But other key aspects are more uncertain.
Those include knowing how long you’ll need your money to last and even how long you should keep working. A lot of that relates to life expectancy.
While it’s difficult for individuals to accurately predict how long they might live, it’s not that hard to make assumptions based on the population as a whole. Yet many people don’t seem especially knowledgeable about how long Americans in general live.
In a recent survey, only 37% of respondents came close to correctly identifying what ages women and men live to upon reaching age 60. The correct answers: 85 and 82, respectively. Another 25% of respondents underestimated average life expectancies, 10% overestimated them and the rest didn’t even hazard a serious guess.

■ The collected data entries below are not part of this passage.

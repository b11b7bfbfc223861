//! Implicitly restarted Arnoldi/Lanczos eigensolver for real matrices.
//!
//! Two restart engines share one shape: maintain a Krylov factorization `A V = V H + f eₘᵀ` of a
//! small subspace (dimension `m`), extract the `k` wanted Ritz pairs, and implicitly restart by
//! applying shifted-QR steps built from the unwanted ones — repeating until the residual bound
//! is met.
//!
//! - [`sym_eigs::SymmetricEigs`] — Lanczos factorization, real Ritz values, single-shift QR
//!   restart ([`qr::TridiagonalQR`]/[`qr::UpperHessenbergQR`]).
//! - [`gen_eigs::GeneralEigs`] — Arnoldi factorization, complex Ritz values, mixed single- and
//!   double-shift restart ([`qr::UpperHessenbergQR`]/[`qr::DoubleShiftQR`]) depending on whether
//!   the next unwanted shift is part of a detected complex-conjugate pair.
//!
//! [`shift_invert`] wraps either engine to run against `(A - sigma I)^-1` instead of `A`,
//! back-transforming the recovered Ritz values to eigenvalues of `A`.
//!
//! The external matrix-operator capabilities the engines consume ([`operator::Product`],
//! [`operator::RealShiftSolve`], [`operator::ComplexShiftSolve`]) are compile-time generic —
//! there is no `dyn` trait object anywhere in this crate. [`reference_ops`] provides dense
//! `ndarray`-backed implementations of all three, useful for testing and for callers who don't
//! already have a sparse/matrix-free operator of their own.

pub mod dense_eigen;
pub mod error;
pub mod gen_eigs;
pub mod operator;
pub mod qr;
pub mod reference_ops;
pub mod selection;
pub mod shift_invert;
pub mod sym_eigs;
mod util;

pub use error::{Error, Result};
pub use gen_eigs::GeneralEigs;
pub use operator::{ComplexShiftSolve, Product, RealShiftSolve};
pub use selection::SelectionRule;
pub use shift_invert::{GeneralComplexShiftInvert, GeneralRealShiftInvert, SymmetricShiftInvert};
pub use sym_eigs::SymmetricEigs;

Yet accurately estimating life expectancies at retirement ages is important for people who don’t want to outlive their money.

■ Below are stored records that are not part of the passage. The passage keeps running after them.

//! Small enums mirroring LAPACK's character flag arguments

/// `JOBVL`/`JOBVR` flag for `*geev`: whether to compute the corresponding eigenvectors.
#[derive(Debug, Clone, Copy, PartialEq, Eq)]
pub enum JobEv {
    Calc,
    Not,
}

impl JobEv {
    pub fn as_ptr(&self) -> *const i8 {
        match self {
            JobEv::Calc => b"V\0".as_ptr() as *const i8,
            JobEv::Not => b"N\0".as_ptr() as *const i8,
        }
    }

    pub fn is_calc(&self) -> bool {
        matches!(self, JobEv::Calc)
    }

    /// Evaluate `f` only when this flag requests the computation, mirroring `Option::then`.
    pub fn then<T>(self, f: impl FnOnce() -> T) -> Option<T> {
        if self.is_calc() {
            Some(f())
        } else {
            None
        }
    }
}

impl From<bool> for JobEv {
    fn from(calc: bool) -> Self {
        if calc {
            JobEv::Calc
        } else {
            JobEv::Not
        }
    }
}

/// `UPLO` flag for symmetric/Hermitian routines: which triangle is stored.
#[derive(Debug, Clone, Copy, PartialEq, Eq)]
pub enum UPLO {
    Upper,
    Lower,
}

impl UPLO {
    pub fn as_ptr(&self) -> *const i8 {
        match self {
            UPLO::Upper => b"U\0".as_ptr() as *const i8,
            UPLO::Lower => b"L\0".as_ptr() as *const i8,
        }
    }
}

“It rephrases how we think about retirement,” said Surya Kolluri, head of the TIAA Institute. “It’s not just about building up X amount of dollars.”

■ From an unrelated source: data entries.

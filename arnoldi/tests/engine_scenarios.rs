//! End-to-end scenarios exercising the public engines against small, exactly-known spectra.

use approx::{abs_diff_eq, relative_eq};
use ndarray::{Array1, Array2};
use ndarray_rand::RandomExt;
use rand::{rngs::StdRng, SeedableRng};
use rand_distr::StandardNormal;

use arnoldi::dense_eigen;
use arnoldi::qr::DoubleShiftQR;
use arnoldi::reference_ops::{DenseMatProd, DenseRealShiftSolve};
use arnoldi::{GeneralEigs, SelectionRule, SymmetricEigs, SymmetricShiftInvert};

fn diag(vals: &[f64]) -> Array2<f64> {
    let n = vals.len();
    let mut a = Array2::zeros((n, n));
    for i in 0..n {
        a[(i, i)] = vals[i];
    }
    a
}

fn uniform_init(n: usize) -> Array1<f64> {
    Array1::from_elem(n, 1.0 / (n as f64).sqrt())
}

/// S1: `diag(1..10)`, `LargestMagn`, `k=3` -> `{10, 9, 8}`.
#[test]
fn s1_symmetric_largest_three_of_diag_one_to_ten() {
    let vals: Vec<f64> = (1..=10).map(|i| i as f64).collect();
    let a = diag(&vals);
    let op = DenseMatProd::new(a);
    let mut eigs = SymmetricEigs::new(&op, 3, 6, SelectionRule::LargestMagn).unwrap();
    eigs.init(uniform_init(10).view()).unwrap();
    let nconv = eigs.compute(200, 1e-10).unwrap();
    assert_eq!(nconv, 3);
    let got = eigs.eigenvalues();
    assert!(abs_diff_eq!(got[0], 10.0, epsilon = 1e-8));
    assert!(abs_diff_eq!(got[1], 9.0, epsilon = 1e-8));
    assert!(abs_diff_eq!(got[2], 8.0, epsilon = 1e-8));

    // Eigenvectors are the coordinate basis vectors (up to sign).
    let vecs = eigs.eigenvectors();
    for (col, &expect_idx) in [9usize, 8, 7].iter().enumerate() {
        let v = vecs.column(col);
        assert!(abs_diff_eq!(v[expect_idx].abs(), 1.0, epsilon = 1e-6));
    }
}

/// S2: `diag(1..10)`, `BothEnds`, `k=4` -> `{10, 9, 1, 2}`.
#[test]
fn s2_symmetric_both_ends_of_diag_one_to_ten() {
    let vals: Vec<f64> = (1..=10).map(|i| i as f64).collect();
    let a = diag(&vals);
    let op = DenseMatProd::new(a);
    let mut eigs = SymmetricEigs::new(&op, 4, 8, SelectionRule::BothEnds).unwrap();
    eigs.init(uniform_init(10).view()).unwrap();
    let nconv = eigs.compute(200, 1e-10).unwrap();
    assert_eq!(nconv, 4);
    let got = eigs.eigenvalues();
    // sort_final_by_descending_magnitude reorders by |value|, so 10,9 come before 2,1.
    let mut sorted = got.clone();
    sorted.sort_by(|a, b| b.partial_cmp(a).unwrap());
    assert!(abs_diff_eq!(sorted[0], 10.0, epsilon = 1e-8));
    assert!(abs_diff_eq!(sorted[1], 9.0, epsilon = 1e-8));
    assert!(abs_diff_eq!(sorted[2], 2.0, epsilon = 1e-8));
    assert!(abs_diff_eq!(sorted[3], 1.0, epsilon = 1e-8));
}

/// S3: `A = AᵀA` for a fixed 100x100 i.i.d. standard-normal matrix (seeded); `k=10`, `m=30`.
#[test]
fn s3_symmetric_largest_ten_of_random_gram_matrix() {
    let n = 100;
    let mut rng = StdRng::seed_from_u64(42);
    let g = Array2::<f64>::random_using((n, n), StandardNormal, &mut rng);
    let a = g.t().dot(&g);
    let op = DenseMatProd::new(a);
    let mut eigs = SymmetricEigs::new(&op, 10, 30, SelectionRule::LargestMagn).unwrap();
    eigs.init(uniform_init(n).view()).unwrap();
    let nconv = eigs.compute(500, 1e-8).unwrap();
    assert_eq!(nconv, 10);
}

/// S4: general engine on the (non-symmetric) seeded 100x100 matrix `g` itself; agrees with a
/// direct dense eigendecomposition of the same small projected comparison set to `1e-8`.
#[test]
fn s4_general_largest_six_of_random_matrix_matches_dense() {
    let n = 100;
    let mut rng = StdRng::seed_from_u64(42);
    let g = Array2::<f64>::random_using((n, n), StandardNormal, &mut rng);
    let op = DenseMatProd::new(g.clone());
    let mut eigs = GeneralEigs::new(&op, 6, 20, SelectionRule::LargestMagn).unwrap();
    eigs.init(uniform_init(n).view()).unwrap();
    let nconv = eigs.compute(500, 1e-8).unwrap();
    assert_eq!(nconv, 6);

    let (dense_vals, _) = dense_eigen::general_eigen(&g).unwrap();
    let mut dense_by_magnitude: Vec<f64> = dense_vals.iter().map(|c| c.norm()).collect();
    dense_by_magnitude.sort_by(|a, b| b.partial_cmp(a).unwrap());

    let mut got: Vec<f64> = eigs.eigenvalues().iter().map(|c| c.norm()).collect();
    got.sort_by(|a, b| b.partial_cmp(a).unwrap());
    for i in 0..6 {
        assert!(
            relative_eq!(got[i], dense_by_magnitude[i], epsilon = 1e-6),
            "index {i}: {} vs {}",
            got[i],
            dense_by_magnitude[i]
        );
    }

    // Any complex eigenvalues in the returned set appear as conjugate pairs.
    let complex_vals = eigs.eigenvalues();
    for &v in &complex_vals {
        if v.im.abs() > 1e-9 {
            let has_conjugate = complex_vals.iter().any(|&other| abs_diff_eq!(other, v.conj(), epsilon = 1e-6));
            assert!(has_conjugate, "complex eigenvalue {v} has no conjugate partner in the returned set");
        }
    }
}

/// S5: shift-invert symmetric on `diag(1..10)` with `sigma=2.5`, `k=2` -> `{2, 3}`.
#[test]
fn s5_symmetric_shift_invert_nearest_to_sigma() {
    let vals: Vec<f64> = (1..=10).map(|i| i as f64).collect();
    let a = diag(&vals);
    let mut op = DenseRealShiftSolve::new(a, 2.5).unwrap();
    let mut eigs = SymmetricShiftInvert::new(&mut op, 2.5, 2, 6, SelectionRule::LargestMagn).unwrap();
    eigs.init(uniform_init(10).view()).unwrap();
    let nconv = eigs.compute(200, 1e-9).unwrap();
    assert_eq!(nconv, 2);
    let mut got = eigs.eigenvalues();
    got.sort_by(|a, b| a.partial_cmp(b).unwrap());
    assert!(abs_diff_eq!(got[0], 2.0, epsilon = 1e-6));
    assert!(abs_diff_eq!(got[1], 3.0, epsilon = 1e-6));
}

/// S6: an upper-Hessenberg `H` with exact subdiagonal zeros at positions 3 and 7; double-shift
/// QR with `(s,t)=(0.5,1.0)` must preserve both zeros (block structure respected).
#[test]
fn s6_double_shift_qr_preserves_two_block_boundaries() {
    let n = 9;
    let mut h = Array2::<f64>::zeros((n, n));
    for i in 0..n {
        h[(i, i)] = (i + 1) as f64;
    }
    for i in 0..n - 1 {
        h[(i + 1, i)] = 1.0;
        h[(i, i + 1)] = 0.3;
    }
    h[(3, 2)] = 0.0;
    h[(7, 6)] = 0.0;

    let qr = DoubleShiftQR::compute(&h, 0.5, 1.0);
    let hq = qr.matrix_qthq();
    assert!(abs_diff_eq!(hq[(3, 2)], 0.0, epsilon = 1e-10), "block boundary at 3 should be preserved");
    assert!(abs_diff_eq!(hq[(7, 6)], 0.0, epsilon = 1e-10), "block boundary at 7 should be preserved");
}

Kolluri said he considers longevity literacy or awareness an overlooked factor in preparing for retirement. “If you don’t have a realistic understanding of how long you are likely going to live, you are missing one of the most foundational components of any plan: a time horizon.”
The study from the TIAA Institute and George Washington University found that respondents who had a more accurate view of how long they might live also tended to save more for retirement. They also expressed more confidence about making ends meet in retirement and were more likely to have tried calculating the overall amount they need to save.
One interesting finding was that while women scored lower in general financial literacy than men, they were better at estimating longevity. Kolluri said this might reflect women making more healthcare decisions compared to men or having more experience in caregiving.
Transitioning gradually into retirement
Working a bit longer can help prospective retirees shore up their finances. It also might help ease the turnover crunch many businesses are facing.
That’s why some employers are offering various forms of “semi-retirement,” allowing workers to reduce their hours, work a flexible schedule, or both.
And many employees like the arrangement, according to a survey of hiring managers commissioned by Express Employment Professionals.
Of hiring managers whose companies offer semi-retirement, 59% said the number of employees choosing to semi-retire has remained the same over the past two years, and 37% said the number has increased. Roughly 1,000 hiring managers were polled in December.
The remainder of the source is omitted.